▶ Work instructions
Where does the string "SeedError" appear in the records? Copy every line that contains it.

[Opening Provided records section]

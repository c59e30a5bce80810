use std::io::Write;
use std::path::Path;

use csv::WriterBuilder;
use log::debug;

use crate::error::SeedError;
use crate::record::IncomeRecord;

/// Writes `records` as CSV with a header row. An absent program is an empty field.
///
/// # Errors
/// Errors when serialization or the underlying writer fails
pub fn write_records_csv<W: Write>(writer: W, records: &[IncomeRecord]) -> Result<(), SeedError> {
    let mut writer = WriterBuilder::new().has_headers(true).from_writer(writer);
    for record in records {
        writer.serialize(record)?;
    }
    writer.flush()?;
    Ok(())
}

/// # Errors
/// Errors when the file cannot be created or written
pub fn export_records_csv(path: &Path, records: &[IncomeRecord]) -> Result<(), SeedError> {
    let file = std::fs::File::create(path)?;
    write_records_csv(file, records)?;
    debug!("Exported {} records to {}", records.len(), path.display());
    Ok(())
}
use chrono::{Duration, NaiveDate};
use rand::seq::SliceRandom;
use rand::Rng;
use serde::Serialize;

use crate::reference::{coa_ids, DESCRIPTIONS, PAYMENT_METHODS, PROGRAM_CHOICES};

/// Ids start well above anything a demo database is likely to hold already.
pub const DEFAULT_START_ID: u64 = 1001;
pub const AMOUNT_MIN: u32 = 100;
pub const AMOUNT_MAX: u32 = 10_000;
/// Dates are drawn from `today - MAX_DAYS_AGO ..= today`.
pub const MAX_DAYS_AGO: u32 = 365;

/// One logical income record. It is written as three rows sharing `id`:
/// `financialreport_comp`, `financialreport_impl` and `financialreport_income`.
#[derive(Debug, Clone, PartialEq, Eq, Serialize)]
pub struct IncomeRecord {
    pub id: u64,
    pub amount: u32,
    #[serde(rename = "datestamp")]
    pub date: NaiveDate,
    pub description: &'static str,
    pub coa_id: u32,
    pub program_id: Option<u32>,
    pub payment_method: &'static str,
}

#[derive(Debug, Clone)]
pub struct RecordGenerator {
    start_id: u64,
    today: NaiveDate,
    coa_ids: Vec<u32>,
}

impl RecordGenerator {
    #[must_use]
    pub fn new(start_id: u64, today: NaiveDate) -> Self {
        RecordGenerator {
            start_id,
            today,
            coa_ids: coa_ids(),
        }
    }

    #[must_use]
    pub fn start_id(&self) -> u64 {
        self.start_id
    }

    #[must_use]
    pub fn today(&self) -> NaiveDate {
        self.today
    }

    /// Builds the record at position `index` of the run, with id `start_id + index`.
    pub fn record<R: Rng + ?Sized>(&self, index: u64, rng: &mut R) -> IncomeRecord {
        let amount = rng.gen_range(AMOUNT_MIN..=AMOUNT_MAX);
        let days_ago = rng.gen_range(0..=MAX_DAYS_AGO);
        IncomeRecord {
            id: self.start_id + index,
            amount,
            date: self.today - Duration::days(i64::from(days_ago)),
            // candidate lists are never empty, the defaults are unreachable
            description: DESCRIPTIONS.choose(rng).copied().unwrap_or_default(),
            coa_id: self.coa_ids.choose(rng).copied().unwrap_or_default(),
            program_id: PROGRAM_CHOICES.choose(rng).copied().flatten(),
            payment_method: PAYMENT_METHODS.choose(rng).copied().unwrap_or_default(),
        }
    }

    pub fn generate<R: Rng + ?Sized>(&self, count: u32, rng: &mut R) -> Vec<IncomeRecord> {
        (0..u64::from(count))
            .map(|index| self.record(index, rng))
            .collect()
    }
}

[Closing Provided records section]

▶ Written solution
use crate::error::SeedError;
pub fn write_records_csv<W: Write>(writer: W, records: &[IncomeRecord]) -> Result<(), SeedError> {
pub fn export_records_csv(path: &Path, records: &[IncomeRecord]) -> Result<(), SeedError> {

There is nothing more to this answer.